BTW, could you provide any concepts or directions to study myself the algorithm used for the generation of the colormap? Being new to the topic, and an autodidact, I'd like to understand that part of the program, but my wits are falling short it seems.
Yeah so at first what it did was for every pixel of the map, look at its terrain and climate, and put a predefined color there. The colors were picked by me by looking at the colormap from Paradox in various spots in the middle east, western europe and scandinavia. This was fine but it looked jarring wherever the climate abruptly changed.

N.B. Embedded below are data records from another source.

// Copyright (c) 2026 Aperture Labs
// SPDX-License-Identifier: AGPL-3.0

use chrono::{DateTime, Utc};
use serde::{Deserialize, Serialize};
use std::fmt;
use thiserror::Error;
use uuid::Uuid;

#[derive(Debug, Clone, Copy, PartialEq, Eq, Hash, Serialize, Deserialize)]
pub struct SourceId(pub Uuid);

impl SourceId {
    pub fn new() -> Self {
        Self(Uuid::new_v4())
    }
}

impl Default for SourceId {
    fn default() -> Self {
        Self::new()
    }
}

impl fmt::Display for SourceId {
    fn fmt(&self, f: &mut fmt::Formatter<'_>) -> fmt::Result {
        write!(f, "src_{}", self.0)
    }
}

#[derive(Debug, Clone, Copy, PartialEq, Eq, Serialize, Deserialize)]
#[serde(rename_all = "snake_case")]
pub enum SourceType {
    Openapi,
    Graphql,
    Mcp,
}

impl fmt::Display for SourceType {
    fn fmt(&self, f: &mut fmt::Formatter<'_>) -> fmt::Result {
        let s = match self {
            SourceType::Openapi => "openapi",
            SourceType::Graphql => "graphql",
            SourceType::Mcp => "mcp",
        };
        write!(f, "{s}")
    }
}

#[derive(Debug, Error)]
pub enum ToolSourceError {
    #[error("a tool source named '{0}' already exists in this workspace")]
    DuplicateName(String),
    #[error("invalid source config: {0}")]
    InvalidConfig(String),
}

/// Opaque, type-specific configuration. Required-field validation happens at
/// compile time (§4.4), not at row insert — per spec §3's "Tool Source"
/// invariants, an ill-formed `config` is only surfaced when the compiler
/// processes it.
#[derive(Debug, Clone, Serialize, Deserialize)]
pub struct SourceConfig(pub serde_json::Value);

#[derive(Debug, Clone, Serialize, Deserialize)]
pub struct ToolSource {
    pub id: SourceId,
    pub workspace: String,
    pub name: String,
    pub source_type: SourceType,
    pub enabled: bool,
    pub config: SourceConfig,
    pub updated_at: DateTime<Utc>,
}

impl ToolSource {
    pub fn new(
        workspace: String,
        name: String,
        source_type: SourceType,
        config: SourceConfig,
    ) -> Self {
        Self {
            id: SourceId::new(),
            workspace,
            name,
            source_type,
            enabled: true,
            config,
            updated_at: Utc::now(),
        }
    }

    pub fn touch(&mut self) {
        self.updated_at = Utc::now();
    }

    pub fn set_enabled(&mut self, enabled: bool) {
        if self.enabled != enabled {
            self.enabled = enabled;
            self.touch();
        }
    }
}

#[cfg(test)]
mod tests {
    use super::*;

    #[test]
    fn display_renders_src_prefix() {
        let id = SourceId::new();
        assert!(id.to_string().starts_with("src_"));
    }

    #[test]
    fn toggling_enabled_bumps_updated_at() {
        let mut source = ToolSource::new(
            "ws_1".to_string(),
            "billing-api".to_string(),
            SourceType::Openapi,
            SourceConfig(serde_json::json!({"spec": "https://example.com/openapi.yaml"})),
        );
        let before = source.updated_at;
        std::thread::sleep(std::time::Duration::from_millis(2));
        source.set_enabled(false);
        assert!(source.updated_at > before);
    }
}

I tried to circumvent that by applying some blurring to the result image but it still wasn't good and it took too much time to process.
The new approach is two-steps. First it blurs the climate image a lot, and also cuts down its resolution by 4 times. This is done to speed up the loops. The main stuff is here :
Complicating matters is that I'm working with several images/arrays that are different sizes.
I'm going to assume Config.INPUT_MAP_SCALE = 2
Terrain.bmp is the reference, climate.bmp is 2 times smaller, and the temporary climateArray is 4 times smaller than that.
Code:
for (int x=0 ; x<loader.sizeX/4/Config.INPUT_MAP_SCALE ; x++)
for (int y=0 ; y<loader.sizeY/4/Config.INPUT_MAP_SCALE ; y++)
{
int r=0,g=0,b=0,num=0;
The first loop (x,y) is going through every pixel in climateArray, which is 1/8 the size of the reference map (sizeX, sizeY)
Code:
for (int rx=x-radius; rx<=x+radius; rx++)
{
for (int ry=y-radius; ry<=y+radius; ry++)
{
if (Coordinates.isValidCoordinates(rx*4*Config.INPUT_MAP_SCALE, ry*4*Config.INPUT_MAP_SCALE))
{
if (Utils.getDistanceSquared(rx, ry, x, y) <= (radius*radius))
{
r +=Utils.getColorR(loader.bufInClimate.getRGB(rx*4, ry*4));
g +=Utils.getColorG(loader.bufInClimate.getRGB(rx*4, ry*4));
b +=Utils.getColorB(loader.bufInClimate.getRGB(rx*4, ry*4));
num++;
}
}
}
}
climateArray[x][y] = (r/num << 16) + (g/num << 8) + b/num;
The second loop (rx, ry), is going through every pixel in a radius of 16 pixels around the (x,y) coordinates, and calculates the "average color" of every pixel in that radius (That's 16 pixels in climateArray, so 64 in climate.bmp or 128 on terrain.bmp)
Coordinates.isValidCoordinates is just checking that rx and ry are not going to cause out of bounds exceptions.
For every pixel in that loop, I extract it's RGB components and add them to variables r,g and b. Then increment variable num. At the end of the second loop, I divide r,g and b by num and make that the color of climateArray at (x,y)
So it takes something that looks like
this and turns it into something that looks like
that.
The second step is choosing the color of the terrain.
Code:
for (int x=0 ; x<loader.sizeX ; x++)
for (int y=0 ; y<loader.sizeY ; y++)
{
double polar, temperate, hot;
hot = Utils.getColorR(climateArray[x/4/Config.INPUT_MAP_SCALE][y/4/Config.INPUT_MAP_SCALE]) / 255.0;
temperate = Utils.getColorG(climateArray[x/4/Config.INPUT_MAP_SCALE][y/4/Config.INPUT_MAP_SCALE]) / 255.0;
polar = Utils.getColorB(climateArray[x/4/Config.INPUT_MAP_SCALE][y/4/Config.INPUT_MAP_SCALE]) / 255.0;
double sum = (hot + temperate + polar);
if (sum == 0)
{
polar = 1.0f;
sum = 1.0f;
}
hot = hot / sum;
temperate = temperate / sum;
polar = polar / sum;
For each terrain type I have pre-defined 3 colors : one for polar climate (blue), one for "hot" climate (red) and one for temperate climate (green). I look at the climateArray corresponding to those coordinates to get what the climate is like, most likely somewhere between 2 of those climates.
So for example if a point in climateArray has the color (166;239;0) That means it is somewhere between "hot" and temperate, leaning more towards the later. I normalize this by dividing each component by the sum of all 3 :
166 / (166 + 239 + 0) =~ 0.41
239 / (166 + 239 + 0) =~ 0.59
Code:
r=(int) (60*polar + 120*temperate + 190*hot);
g=(int) (110*polar + 150*temperate + 170*hot);
b=(int) (75*polar + 60*temperate + 90*hot);
And to get the final color I just calculate the weighted average of each pre-defined color, so in my example 41% of the hot color and 59% of the temperate color, and the cold color just gets ignored.
After that I also add a bit of randomness to the colors, and then add some light additional blurring (also done by calculating the average color, but in a much smaller radius).